▸ **WHAT NEEDS TO BE DONE**
Repeat only the lines below from the one containing "Smallest cage size the partitioner aims for." through the one containing "let percent = if", inclusive, exactly as written.

▸ **RECORDED INFORMATION**
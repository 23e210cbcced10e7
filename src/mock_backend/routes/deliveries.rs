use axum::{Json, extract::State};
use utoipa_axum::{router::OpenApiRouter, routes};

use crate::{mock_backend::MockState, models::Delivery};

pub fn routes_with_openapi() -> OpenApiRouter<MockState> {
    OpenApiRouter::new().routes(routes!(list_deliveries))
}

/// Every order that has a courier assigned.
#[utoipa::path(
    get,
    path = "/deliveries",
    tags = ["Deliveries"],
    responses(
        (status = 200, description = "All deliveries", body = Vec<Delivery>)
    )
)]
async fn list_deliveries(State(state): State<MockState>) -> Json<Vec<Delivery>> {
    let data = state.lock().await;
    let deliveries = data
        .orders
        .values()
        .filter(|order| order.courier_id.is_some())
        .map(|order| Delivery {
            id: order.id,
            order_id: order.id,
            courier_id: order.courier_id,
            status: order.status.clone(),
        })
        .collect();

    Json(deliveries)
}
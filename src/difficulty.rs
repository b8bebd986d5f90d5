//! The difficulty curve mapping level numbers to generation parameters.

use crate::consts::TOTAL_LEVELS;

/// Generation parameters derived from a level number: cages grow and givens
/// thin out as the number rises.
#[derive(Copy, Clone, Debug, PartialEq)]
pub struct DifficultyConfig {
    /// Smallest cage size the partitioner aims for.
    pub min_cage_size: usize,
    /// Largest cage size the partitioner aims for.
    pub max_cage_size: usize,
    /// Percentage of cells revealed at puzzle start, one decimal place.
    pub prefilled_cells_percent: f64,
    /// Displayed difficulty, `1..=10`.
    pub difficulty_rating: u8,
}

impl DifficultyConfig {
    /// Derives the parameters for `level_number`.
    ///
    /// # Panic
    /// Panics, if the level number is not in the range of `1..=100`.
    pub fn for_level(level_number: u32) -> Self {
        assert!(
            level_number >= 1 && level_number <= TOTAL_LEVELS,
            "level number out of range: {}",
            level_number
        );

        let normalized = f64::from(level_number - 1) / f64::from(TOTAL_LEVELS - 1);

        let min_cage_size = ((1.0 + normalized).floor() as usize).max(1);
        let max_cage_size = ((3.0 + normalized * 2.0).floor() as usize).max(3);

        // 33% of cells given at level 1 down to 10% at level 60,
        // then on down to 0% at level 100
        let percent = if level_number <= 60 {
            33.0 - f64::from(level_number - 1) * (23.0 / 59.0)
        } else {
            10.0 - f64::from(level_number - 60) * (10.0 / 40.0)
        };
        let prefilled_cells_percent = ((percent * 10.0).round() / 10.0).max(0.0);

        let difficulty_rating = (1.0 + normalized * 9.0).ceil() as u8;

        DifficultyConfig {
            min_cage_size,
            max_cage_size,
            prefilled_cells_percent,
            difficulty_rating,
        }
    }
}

▸ **TASK SOLUTION**
    /// Smallest cage size the partitioner aims for.
    pub min_cage_size: usize,
    /// Largest cage size the partitioner aims for.
    pub max_cage_size: usize,
    /// Percentage of cells revealed at puzzle start, one decimal place.
    pub prefilled_cells_percent: f64,
    /// Displayed difficulty, `1..=10`.
    pub difficulty_rating: u8,
}

impl DifficultyConfig {
    /// Derives the parameters for `level_number`.
    ///
    /// # Panic
    /// Panics, if the level number is not in the range of `1..=100`.
    pub fn for_level(level_number: u32) -> Self {
        assert!(
            level_number >= 1 && level_number <= TOTAL_LEVELS,
            "level number out of range: {}",
            level_number
        );

        let normalized = f64::from(level_number - 1) / f64::from(TOTAL_LEVELS - 1);

        let min_cage_size = ((1.0 + normalized).floor() as usize).max(1);
        let max_cage_size = ((3.0 + normalized * 2.0).floor() as usize).max(3);

        // 33% of cells given at level 1 down to 10% at level 60,
        // then on down to 0% at level 100
        let percent = if level_number <= 60 {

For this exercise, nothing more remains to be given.